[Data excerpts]
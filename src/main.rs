//! CLI entry point for the patchdl tool.

use std::io::{self, IsTerminal, Read};
use std::path::PathBuf;
use std::sync::Arc;
use std::sync::atomic::{AtomicBool, Ordering};
use std::time::Duration;

use anyhow::{Context, Result, bail};
use clap::Parser;
use indicatif::{ProgressBar, ProgressStyle};
use patchdl_core::{
    DEFAULT_FILE_PATTERN, DEFAULT_MAX_PARALLEL, DownloadEngine, DownloadItem, DownloadManager,
    ItemSource, ListingSource, LogSink, UrlListSource,
};
use tracing::{debug, info, warn};

mod app_config;
mod cli;

use app_config::FileConfig;
use cli::{Args, Command};

#[tokio::main]
async fn main() -> Result<()> {
    // Parse CLI arguments first (before tracing, so --help works without logs)
    let args = Args::parse();

    // Determine log level based on verbose/quiet flags
    // Priority: RUST_LOG env var > quiet flag > verbose flag > default (info)
    let default_level = if args.quiet {
        "error"
    } else {
        match args.verbose {
            0 => "info",
            1 => "debug",
            _ => "trace",
        }
    };

    let filter = tracing_subscriber::EnvFilter::try_from_default_env()
        .unwrap_or_else(|_| tracing_subscriber::EnvFilter::new(default_level));

    tracing_subscriber::fmt()
        .with_writer(io::stderr)
        .with_env_filter(filter)
        .init();

    debug!(?args, "CLI arguments parsed");

    let loaded = app_config::load_file_config(args.config.as_deref())?;
    if let Some(path) = &loaded.path
        && loaded.config.is_some()
    {
        debug!(path = %path.display(), "config file loaded");
    }
    let config = loaded.config.unwrap_or_default();

    match args.command {
        Command::List { listing, pattern } => run_list(&config, listing, pattern).await,
        Command::Fetch {
            urls,
            dest,
            parallel,
            select,
            listing,
            pattern,
        } => {
            run_fetch(
                &config,
                args.quiet,
                FetchOptions {
                    urls,
                    dest,
                    parallel,
                    select,
                    listing,
                    pattern,
                },
            )
            .await
        }
    }
}

/// Fetch subcommand inputs after clap parsing.
struct FetchOptions {
    urls: Vec<String>,
    dest: Option<PathBuf>,
    parallel: Option<u8>,
    select: Option<String>,
    listing: Option<String>,
    pattern: Option<String>,
}

async fn run_list(
    config: &FileConfig,
    listing: Option<String>,
    pattern: Option<String>,
) -> Result<()> {
    let engine = DownloadEngine::default();
    let source = build_listing_source(config, listing, pattern, &engine)?;
    let items = source
        .discover()
        .await
        .context("failed to discover downloadable files")?;

    if items.is_empty() {
        info!("No downloadable files found on the listing page");
        return Ok(());
    }

    for (index, item) in items.iter().enumerate() {
        println!(
            "{:>3}  {:<32}  {:<24}  {}",
            index + 1,
            item.file_name(),
            item.display_name(),
            item.url()
        );
    }
    Ok(())
}

async fn run_fetch(config: &FileConfig, quiet: bool, opts: FetchOptions) -> Result<()> {
    let engine = DownloadEngine::default();

    // Input: URLs from arguments or piped stdin, else the listing page.
    let source: Box<dyn ItemSource> = if !opts.urls.is_empty() {
        Box::new(UrlListSource::from_args(&opts.urls))
    } else if !io::stdin().is_terminal() {
        let mut buffer = String::new();
        io::stdin().read_to_string(&mut buffer)?;
        Box::new(UrlListSource::new(buffer))
    } else {
        Box::new(build_listing_source(
            config,
            opts.listing,
            opts.pattern,
            &engine,
        )?)
    };

    let manager = Arc::new(DownloadManager::with_engine(engine, source));
    let count = manager
        .load()
        .await
        .context("failed to discover downloadable files")?;
    if count == 0 {
        info!("No items to download");
        return Ok(());
    }

    if let Some(spec) = &opts.select {
        let chosen = cli::parse_selection(spec, count)?;
        let items = manager.items();
        for item in &items {
            item.set_selected(false);
        }
        for index in chosen {
            items[index].set_selected(true);
        }
    }

    let dest_dir = opts
        .dest
        .or_else(|| config.destination.clone())
        .unwrap_or_else(|| PathBuf::from("."));
    let max_parallel = opts
        .parallel
        .map(usize::from)
        .or_else(|| config.max_parallel.map(usize::from))
        .unwrap_or(DEFAULT_MAX_PARALLEL);

    spawn_interrupt_handler(Arc::clone(&manager));

    // Interactive controls only make sense with an attached terminal;
    // piped stdin already fed the URL list.
    if io::stdin().is_terminal() {
        spawn_keyboard_controls(Arc::clone(&manager));
    }

    let selected: Vec<Arc<DownloadItem>> = manager
        .items()
        .into_iter()
        .filter(|item| item.is_selected())
        .collect();
    let use_spinner = should_use_spinner(io::stderr().is_terminal(), quiet, is_dumb_terminal());
    let (progress_handle, progress_stop) = spawn_progress_ui(use_spinner, selected.clone());

    info!(
        items = selected.len(),
        parallel = max_parallel,
        dest = %dest_dir.display(),
        "starting downloads"
    );
    let stats = manager
        .start(&dest_dir, Arc::new(LogSink), max_parallel)
        .await;

    progress_stop.store(true, Ordering::SeqCst);
    if let Some(handle) = progress_handle {
        let _ = handle.await;
    }

    info!(
        completed = stats.completed(),
        failed = stats.failed(),
        cancelled = stats.cancelled(),
        "fetch complete"
    );
    println!(
        "Done: {} completed, {} failed, {} cancelled (saved under {})",
        stats.completed(),
        stats.failed(),
        stats.cancelled(),
        dest_dir.display()
    );

    if stats.failed() > 0 && stats.completed() == 0 && stats.cancelled() == 0 {
        bail!("all downloads failed");
    }
    Ok(())
}

/// Builds the listing source from CLI flags with config fallback.
fn build_listing_source(
    config: &FileConfig,
    listing: Option<String>,
    pattern: Option<String>,
    engine: &DownloadEngine,
) -> Result<ListingSource> {
    let url = listing
        .or_else(|| config.listing_url.clone())
        .context("No listing URL given; pass --listing or set `listing_url` in the config file")?;
    let pattern = pattern
        .as_deref()
        .or(config.file_pattern.as_deref())
        .unwrap_or(DEFAULT_FILE_PATTERN);
    Ok(ListingSource::new(engine.client().clone(), url, pattern)?)
}

/// First Ctrl-C cancels the batch cleanly; the second aborts the process.
fn spawn_interrupt_handler(manager: Arc<DownloadManager>) {
    tokio::spawn(async move {
        if tokio::signal::ctrl_c().await.is_ok() {
            warn!("interrupt received; cancelling downloads (press again to abort)");
            manager.cancel_all();
        }
        if tokio::signal::ctrl_c().await.is_ok() {
            warn!("second interrupt; aborting");
            std::process::exit(130);
        }
    });
}

/// Line-based controls while a fetch is running: p pauses, r resumes,
/// c cancels.
fn spawn_keyboard_controls(manager: Arc<DownloadManager>) {
    std::thread::spawn(move || {
        let stdin = io::stdin();
        let mut line = String::new();
        loop {
            line.clear();
            match stdin.read_line(&mut line) {
                Ok(0) | Err(_) => break,
                Ok(_) => {}
            }
            match line.trim() {
                "p" => manager.pause_all(),
                "r" => manager.resume_all(),
                "c" => {
                    manager.cancel_all();
                    break;
                }
                "" => {}
                other => {
                    info!(input = other, "unrecognized control; use p, r, or c");
                }
            }
        }
    });
}

fn is_dumb_terminal() -> bool {
    std::env::var("TERM")
        .map(|value| value.eq_ignore_ascii_case("dumb"))
        .unwrap_or(false)
}

fn should_use_spinner(stderr_is_terminal: bool, quiet: bool, dumb_terminal: bool) -> bool {
    stderr_is_terminal && !quiet && !dumb_terminal
}

/// Spawns the progress UI (spinner) when requested.
/// Returns (handle, stop) so the caller can signal stop and await the handle.
/// When `use_spinner` is false, returns (None, stop) with stop already true.
fn spawn_progress_ui(
    use_spinner: bool,
    items: Vec<Arc<DownloadItem>>,
) -> (Option<tokio::task::JoinHandle<()>>, Arc<AtomicBool>) {
    if !use_spinner {
        return (None, Arc::new(AtomicBool::new(true)));
    }
    let stop = Arc::new(AtomicBool::new(false));
    let handle = spawn_spinner_inner(items, Arc::clone(&stop));
    (Some(handle), stop)
}

fn spawn_spinner_inner(
    items: Vec<Arc<DownloadItem>>,
    stop: Arc<AtomicBool>,
) -> tokio::task::JoinHandle<()> {
    tokio::spawn(async move {
        let spinner = ProgressBar::new_spinner();
        spinner.set_style(
            ProgressStyle::with_template("{spinner} {msg}")
                .unwrap_or_else(|_| ProgressStyle::default_spinner()),
        );
        spinner.enable_steady_tick(Duration::from_millis(100));

        let total = items.len();
        while !stop.load(Ordering::SeqCst) {
            let done = items
                .iter()
                .filter(|item| is_terminal_status(&item.status()))
                .count();
            let active = items.iter().find(|item| !is_terminal_status(&item.status()));

            let message = match active {
                Some(item) => format!(
                    "[{}/{}] {}: {}",
                    (done + 1).min(total),
                    total,
                    item.file_name(),
                    item.status()
                ),
                None => format!("[{done}/{total}] finishing up"),
            };
            spinner.set_message(message);
            tokio::time::sleep(Duration::from_millis(120)).await;
        }

        spinner.finish_and_clear();
    })
}

/// Whether a descriptor's status string marks a finished transfer.
fn is_terminal_status(status: &str) -> bool {
    status.starts_with("completed") || status.starts_with("failed") || status == "cancelled"
}
//! Resumable download engine: one state machine per file transfer.
//!
//! The engine negotiates byte-range resumption with the server, streams
//! the body to disk in fixed-size slices, and reacts to the shared pause
//! gate and cancel token between slices. Every fault is folded into the
//! returned [`DownloadOutcome`] so sibling transfers are never affected.
//!
//! # Example
//!
//! ```no_run
//! use std::path::Path;
//!
//! use patchdl_core::download::{CancelToken, DownloadEngine, NullSink, PauseGate};
//! use patchdl_core::item::DownloadItem;
//!
//! # async fn example() {
//! let engine = DownloadEngine::new(PauseGate::new());
//! let item = DownloadItem::new(
//!     "Client patch 1",
//!     "Client-001.bin",
//!     "https://cdn.example.com/patches/Client-001.bin",
//! );
//! let outcome = engine
//!     .run(&item, Path::new("./downloads"), &NullSink, &CancelToken::new())
//!     .await;
//! println!("{} -> {outcome:?}", item.file_name());
//! # }
//! ```

use std::path::Path;
use std::time::Duration;

use futures_util::StreamExt;
use reqwest::Client;
use reqwest::header::{ACCEPT_ENCODING, CONTENT_RANGE, RANGE};
use tokio::fs::{File, OpenOptions};
use tokio::io::{AsyncSeekExt, AsyncWriteExt};
use tracing::{debug, info, instrument, warn};

use super::constants::{
    CONNECT_TIMEOUT_SECS, COPY_BUFFER_SIZE, PAUSE_POLL_INTERVAL, SPEED_REPORT_INTERVAL, USER_AGENT,
};
use super::control::{CancelToken, PauseGate};
use super::error::DownloadError;
use super::sink::ProgressSink;
use super::speed::{SpeedWindow, compose_status};
use crate::item::{DownloadItem, is_safe_file_name};

/// Terminal result of one engine run.
///
/// `run` never returns `Err`: faults are classified, written into the
/// item's status, reported to the sink, and carried here.
#[derive(Debug)]
pub enum DownloadOutcome {
    /// The stream finished and the file was flushed to disk.
    Completed,
    /// A rejected range request proved the on-disk file is already whole.
    CompletedVerified,
    /// The shared cancel token tripped mid-transfer.
    Cancelled,
    /// The transfer failed; partial bytes may remain on disk for resume.
    Failed(DownloadError),
}

impl DownloadOutcome {
    /// Returns `true` for both completion variants.
    #[must_use]
    pub fn is_success(&self) -> bool {
        matches!(self, Self::Completed | Self::CompletedVerified)
    }
}

/// How a successful run ended (internal to the engine).
enum Completion {
    /// Bytes were streamed and flushed.
    Streamed,
    /// The server's 416 confirmed the local file without a body transfer.
    Verified,
}

/// Download engine with a shared HTTP client and pause gate.
///
/// Create once and clone per concurrent transfer; clones share the
/// client's connection pool and the same gate.
#[derive(Debug, Clone)]
pub struct DownloadEngine {
    client: Client,
    gate: PauseGate,
}

impl Default for DownloadEngine {
    fn default() -> Self {
        Self::new(PauseGate::new())
    }
}

impl DownloadEngine {
    /// Creates an engine with its own HTTP client.
    ///
    /// The client applies a connect timeout only; transfers themselves
    /// run for as long as the server keeps sending.
    ///
    /// # Panics
    ///
    /// Panics if the HTTP client builder fails with the static
    /// configuration. This should never happen in practice.
    #[must_use]
    #[allow(clippy::expect_used)]
    pub fn new(gate: PauseGate) -> Self {
        let client = Client::builder()
            .connect_timeout(Duration::from_secs(CONNECT_TIMEOUT_SECS))
            .user_agent(USER_AGENT)
            .build()
            .expect("failed to build HTTP client with static configuration");
        Self { client, gate }
    }

    /// Creates an engine around an existing client.
    #[must_use]
    pub fn with_client(client: Client, gate: PauseGate) -> Self {
        Self { client, gate }
    }

    /// The pause gate shared by every transfer on this engine.
    #[must_use]
    pub fn gate(&self) -> &PauseGate {
        &self.gate
    }

    /// The underlying reqwest client, reusable for listing fetches.
    #[must_use]
    pub fn client(&self) -> &Client {
        &self.client
    }

    /// Transfers one item into `dest_dir`, resuming from whatever partial
    /// file is already there.
    ///
    /// Mutates the item's status, total and downloaded counters, writes
    /// exactly one file at `dest_dir/file_name`, and emits progress lines
    /// to `sink`. Faults never escape: the returned outcome carries them.
    #[instrument(skip_all, fields(file = %item.file_name()))]
    pub async fn run(
        &self,
        item: &DownloadItem,
        dest_dir: &Path,
        sink: &dyn ProgressSink,
        cancel: &CancelToken,
    ) -> DownloadOutcome {
        let file_name = item.file_name();
        match self.run_inner(item, dest_dir, sink, cancel).await {
            Ok(Completion::Streamed) => {
                item.set_status("completed");
                sink.report(&format!(
                    "{file_name}: completed ({} bytes)",
                    item.downloaded_bytes()
                ));
                info!(bytes = item.downloaded_bytes(), "download complete");
                DownloadOutcome::Completed
            }
            Ok(Completion::Verified) => {
                item.set_status("completed (verified)");
                sink.report(&format!(
                    "{file_name}: already complete ({} bytes)",
                    item.downloaded_bytes()
                ));
                info!(
                    bytes = item.downloaded_bytes(),
                    "existing file verified complete"
                );
                DownloadOutcome::CompletedVerified
            }
            Err(DownloadError::Cancelled) => {
                item.set_status("cancelled");
                sink.report(&format!("{file_name}: cancelled"));
                info!("download cancelled");
                DownloadOutcome::Cancelled
            }
            Err(err) => {
                item.set_status(format!("failed: {err}"));
                sink.report(&format!("{file_name}: {err}"));
                warn!(error = %err, "download failed");
                DownloadOutcome::Failed(err)
            }
        }
    }

    async fn run_inner(
        &self,
        item: &DownloadItem,
        dest_dir: &Path,
        sink: &dyn ProgressSink,
        cancel: &CancelToken,
    ) -> Result<Completion, DownloadError> {
        let file_name = item.file_name();
        if !is_safe_file_name(file_name) {
            return Err(DownloadError::unknown(format!(
                "unusable file name {file_name:?}"
            )));
        }
        let path = dest_dir.join(file_name);

        item.set_status("connecting");
        sink.report(&format!("{file_name}: connecting"));

        // Resume probe: the partial file's length is the resume offset.
        let (mut downloaded, send_range) = match tokio::fs::metadata(&path).await {
            Ok(meta) if meta.is_file() => (meta.len(), true),
            // Something non-file in the way; the open below will surface it.
            Ok(_) => (0, false),
            Err(e) if e.kind() == std::io::ErrorKind::NotFound => (0, false),
            Err(e) => {
                warn!(error = %e, "cannot read existing file; starting over");
                sink.report(&format!(
                    "{file_name}: cannot read existing file ({e}); starting over"
                ));
                let _ = tokio::fs::remove_file(&path).await;
                (0, false)
            }
        };
        item.set_downloaded_bytes(downloaded);
        if send_range {
            sink.report(&format!(
                "{file_name}: found existing file; resuming from {downloaded} bytes"
            ));
        }

        if cancel.is_cancelled() {
            return Err(DownloadError::Cancelled);
        }

        // Range offsets address stored bytes; content codings would break
        // that mapping, so downloads pin the identity encoding.
        let mut request = self
            .client
            .get(item.url())
            .header(ACCEPT_ENCODING, "identity");
        if send_range {
            request = request.header(RANGE, format!("bytes={downloaded}-"));
        }
        let response = request
            .send()
            .await
            .map_err(|e| DownloadError::transport(&e))?;
        let status = response.status();
        debug!(status = status.as_u16(), "response headers received");

        let mut resumed = false;
        match status.as_u16() {
            // Resumption accepted; total from Content-Range when present.
            206 => {
                let total = response
                    .headers()
                    .get(CONTENT_RANGE)
                    .and_then(|v| v.to_str().ok())
                    .and_then(parse_content_range_total);
                if let Some(total) = total {
                    item.set_total_bytes(total);
                } else {
                    item.set_total_bytes(downloaded + response.content_length().unwrap_or(0));
                    warn!("Content-Range carries no total size; approximating");
                    sink.report(&format!(
                        "{file_name}: total size unknown; approximating from remaining bytes"
                    ));
                }
                if downloaded > 0 {
                    item.set_status("resuming");
                    resumed = true;
                }
            }
            // Range rejected: on a partial file this usually means the
            // file is already whole.
            416 => {
                sink.report(&format!(
                    "{file_name}: range rejected by server; verifying local file"
                ));
                if downloaded > 0 {
                    let total = item.total_bytes();
                    if total == 0 || total == downloaded {
                        item.set_total_bytes(downloaded);
                        return Ok(Completion::Verified);
                    }
                    sink.report(&format!("{file_name}: size mismatch; will not verify"));
                    item.set_downloaded_bytes(0);
                    return Err(DownloadError::http_status(
                        416,
                        format!(
                            "range not satisfiable and sizes disagree (local {downloaded}, expected {total})"
                        ),
                    ));
                }
                return Err(DownloadError::http_status(416, "range not satisfiable"));
            }
            code if !status.is_success() => {
                return Err(DownloadError::http_status(
                    code,
                    status.canonical_reason().unwrap_or("request failed"),
                ));
            }
            // Plain 200: the whole file from the start, whether or not a
            // range was asked for.
            _ => {
                item.set_total_bytes(response.content_length().unwrap_or(0));
                if downloaded > 0 {
                    warn!("server ignored the range request; restarting from zero");
                    sink.report(&format!(
                        "{file_name}: server does not support resumption; starting over"
                    ));
                    downloaded = 0;
                    item.set_downloaded_bytes(0);
                    let _ = tokio::fs::remove_file(&path).await;
                }
            }
        }

        tokio::fs::create_dir_all(dest_dir)
            .await
            .map_err(|e| DownloadError::io(dest_dir, e))?;

        // Append only for a true resume; anything else starts the file over.
        let append = status.as_u16() == 206 && downloaded > 0;
        let mut file = if append {
            let mut handle = OpenOptions::new()
                .create(true)
                .append(true)
                .open(&path)
                .await
                .map_err(|e| DownloadError::io(&path, e))?;
            handle
                .seek(std::io::SeekFrom::End(0))
                .await
                .map_err(|e| DownloadError::io(&path, e))?;
            handle
        } else {
            File::create(&path)
                .await
                .map_err(|e| DownloadError::io(&path, e))?
        };

        if !resumed {
            item.set_status("downloading");
        }

        let mut stream = response.bytes_stream();
        let mut window = SpeedWindow::start();
        let mut was_paused = false;

        while let Some(next) = stream.next().await {
            let chunk = next.map_err(|e| DownloadError::transport(&e))?;
            for slice in chunk.chunks(COPY_BUFFER_SIZE) {
                while self.gate.is_paused() {
                    if cancel.is_cancelled() {
                        return Err(DownloadError::Cancelled);
                    }
                    if !was_paused {
                        item.set_status("paused");
                        was_paused = true;
                    }
                    tokio::time::sleep(PAUSE_POLL_INTERVAL).await;
                }
                if was_paused {
                    item.set_status("downloading");
                    was_paused = false;
                }

                if cancel.is_cancelled() {
                    return Err(DownloadError::Cancelled);
                }

                file.write_all(slice)
                    .await
                    .map_err(|e| DownloadError::io(&path, e))?;
                let done = item.add_downloaded_bytes(slice.len() as u64);
                window.record(slice.len() as u64);

                if let Some(rate) = window.sample(SPEED_REPORT_INTERVAL) {
                    let total = item.total_bytes();
                    let remaining = (rate > 0.0 && total > 0)
                        .then(|| total.saturating_sub(done))
                        .filter(|left| *left > 0)
                        .and_then(|left| Duration::try_from_secs_f64(left as f64 / rate).ok());
                    item.set_status(compose_status(item.progress_percent(), rate, remaining));
                }
            }
        }

        file.flush().await.map_err(|e| DownloadError::io(&path, e))?;
        file.sync_all()
            .await
            .map_err(|e| DownloadError::io(&path, e))?;

        // Servers that never told us a size: the stream's end defines it.
        if item.total_bytes() == 0 {
            item.set_total_bytes(item.downloaded_bytes());
        }
        Ok(Completion::Streamed)
    }
}

/// Total length from a `Content-Range: bytes <start>-<end>/<total>` value.
///
/// Returns `None` for the unknown-length form (`bytes 0-99/*`) and for
/// anything unparsable.
fn parse_content_range_total(value: &str) -> Option<u64> {
    let (_, total) = value.rsplit_once('/')?;
    total.trim().parse::<u64>().ok()
}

WHAT THE TASK ASKS: Show every line in the entries where the string "approximating" occurs.

RESPONSE BELOW:
                    warn!("Content-Range carries no total size; approximating");
                        "{file_name}: total size unknown; approximating from remaining bytes"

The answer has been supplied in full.